**Work required**
Reproduce the data below line by line, from its first line to the line with "const VOTE_TAG: &[u8]", both included, and nothing past that point.
** Opening Raw data block **
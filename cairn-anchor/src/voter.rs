use std::collections::BTreeMap;

use cairn_crypto::keys::{verify, Keypair};
use cairn_types::anchor::{Anchor, AnchorTeam, RewardConfirm, RewardVote, SignerSignature};
use cairn_types::primitives::*;

use crate::error::AnchorError;
use crate::registry::AnchorRegistry;

const VOTE_TAG: &[u8] = b"cairn:reward-vote:";

/// Bytes signed by a reward vote.
pub fn vote_signing_data(
    anchor_tx_hash: &Hash,
    local_anchor_height: u64,
    previous_anchor_height: u64,
    reward_address: &Address,
) -> Vec<u8> {
    let mut data = Vec::with_capacity(VOTE_TAG.len() + 32 + 8 + 8 + 20);
    data.extend_from_slice(VOTE_TAG);
    data.extend_from_slice(anchor_tx_hash);
    data.extend_from_slice(&local_anchor_height.to_le_bytes());
    data.extend_from_slice(&previous_anchor_height.to_le_bytes());
    data.extend_from_slice(reward_address);
    data
}

/// Local height of the anchor `anchor` links to, 0 if none.
pub fn previous_anchor_height(anchor: &Anchor, registry: &AnchorRegistry) -> u64 {
    registry
        .get(&anchor.previous_anchor_tx_hash)
        .map(|p| p.local_block_height)
        .unwrap_or(0)
}

/// Sign a reward vote for `anchor`.
pub fn sign_vote(keypair: &Keypair, anchor: &Anchor, previous_height: u64) -> RewardVote {
    let data = vote_signing_data(
        &anchor.external_tx_hash,
        anchor.local_block_height,
        previous_height,
        &anchor.reward_address,
    );
    RewardVote {
        anchor_tx_hash: anchor.external_tx_hash,
        local_anchor_height: anchor.local_block_height,
        previous_anchor_height: previous_height,
        reward_address: anchor.reward_address,
        signer: keypair.public_key(),
        signature: keypair.sign(&data),
    }
}

/// Confirm-team votes authorizing reward payouts.
///
/// Votes are kept after the payout lands so that a rollback of the reward
/// block brings the confirm back without a re-vote. Votes from signers that
/// leave the confirm team are discarded.
#[derive(Debug, Clone, Default)]
pub struct RewardConfirmVoter {
    votes: BTreeMap<(Hash, PublicKey), RewardVote>,
}

impl RewardConfirmVoter {
    pub fn new() -> Self {
        Self::default()
    }

    pub fn from_votes(votes: Vec<RewardVote>) -> Self {
        Self {
            votes: votes
                .into_iter()
                .map(|v| ((v.anchor_tx_hash, v.signer), v))
                .collect(),
        }
    }

    pub fn votes(&self) -> Vec<RewardVote> {
        self.votes.values().cloned().collect()
    }

    pub fn has_voted(&self, anchor_tx_hash: &Hash, signer: &PublicKey) -> bool {
        self.votes.contains_key(&(*anchor_tx_hash, *signer))
    }

    /// Validate and store a vote. Returns false for an already recorded vote.
    pub fn record(
        &mut self,
        vote: RewardVote,
        registry: &AnchorRegistry,
        confirm_team: &AnchorTeam,
    ) -> Result<bool, AnchorError> {
        let data = vote_signing_data(
            &vote.anchor_tx_hash,
            vote.local_anchor_height,
            vote.previous_anchor_height,
            &vote.reward_address,
        );
        verify(&data, &vote.signature, &vote.signer).map_err(|e| AnchorError::InvalidSignature {
            reason: e.to_string(),
        })?;

        if !confirm_team.is_confirm_member(&vote.signer) {
            return Err(AnchorError::UnauthorizedSigner {
                signer: vote.signer,
            });
        }

        let anchor = registry
            .get(&vote.anchor_tx_hash)
            .ok_or_else(|| AnchorError::InvalidReward {
                reason: format!("vote for unknown anchor {}", hex::encode(vote.anchor_tx_hash)),
            })?;
        if anchor.local_block_height != vote.local_anchor_height
            || anchor.reward_address != vote.reward_address
            || previous_anchor_height(anchor, registry) != vote.previous_anchor_height
        {
            return Err(AnchorError::InvalidReward {
                reason: "vote disagrees with local anchor view".to_string(),
            });
        }

        if self.has_voted(&vote.anchor_tx_hash, &vote.signer) {
            return Ok(false);
        }
        self.votes.insert((vote.anchor_tx_hash, vote.signer), vote);
        Ok(true)
    }

    /// Votes for `anchor_tx_hash` from current confirm-team members, sorted by signer.
    pub fn signatures_for(&self, anchor_tx_hash: &Hash, confirm_team: &AnchorTeam) -> Vec<SignerSignature> {
        self.votes
            .range((*anchor_tx_hash, [0u8; 32])..=(*anchor_tx_hash, [0xFF; 32]))
            .map(|(_, v)| v)
            .filter(|v| confirm_team.is_confirm_member(&v.signer))
            .map(|v| SignerSignature {
                signer: v.signer,
                signature: v.signature,
            })
            .collect()
    }

    /// The in-flight confirm for the head of the unrewarded list, if anyone voted.
    pub fn tally(&self, registry: &AnchorRegistry, confirm_team: &AnchorTeam) -> Option<RewardConfirm> {
        let head = registry.unrewarded_head()?;
        let signer_count = self.signatures_for(&head.external_tx_hash, confirm_team).len();
        if signer_count == 0 {
            return None;
        }
        Some(RewardConfirm {
            local_anchor_height: head.local_block_height,
            previous_anchor_height: previous_anchor_height(head, registry),
            reward_address: head.reward_address,
            signer_count,
            external_tx_hash: head.external_tx_hash,
        })
    }

    /// Drop votes from non-members, for unknown anchors, and votes that no
    /// longer match the anchor's current lineage.
    pub fn revalidate(&mut self, registry: &AnchorRegistry, confirm_team: &AnchorTeam) -> usize {
        let before = self.votes.len();
        self.votes.retain(|(hash, signer), vote| {
            confirm_team.is_confirm_member(signer)
                && registry.get(hash).is_some_and(|anchor| {
                    previous_anchor_height(anchor, registry) == vote.previous_anchor_height
                })
        });
        before - self.votes.len()
    }
}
** Closing Raw data block **
**The completed task**
filename cairn-anchor/src/voter.rs
use std::collections::BTreeMap;

use cairn_crypto::keys::{verify, Keypair};
use cairn_types::anchor::{Anchor, AnchorTeam, RewardConfirm, RewardVote, SignerSignature};
use cairn_types::primitives::*;

use crate::error::AnchorError;
use crate::registry::AnchorRegistry;

const VOTE_TAG: &[u8] = b"cairn:reward-vote:";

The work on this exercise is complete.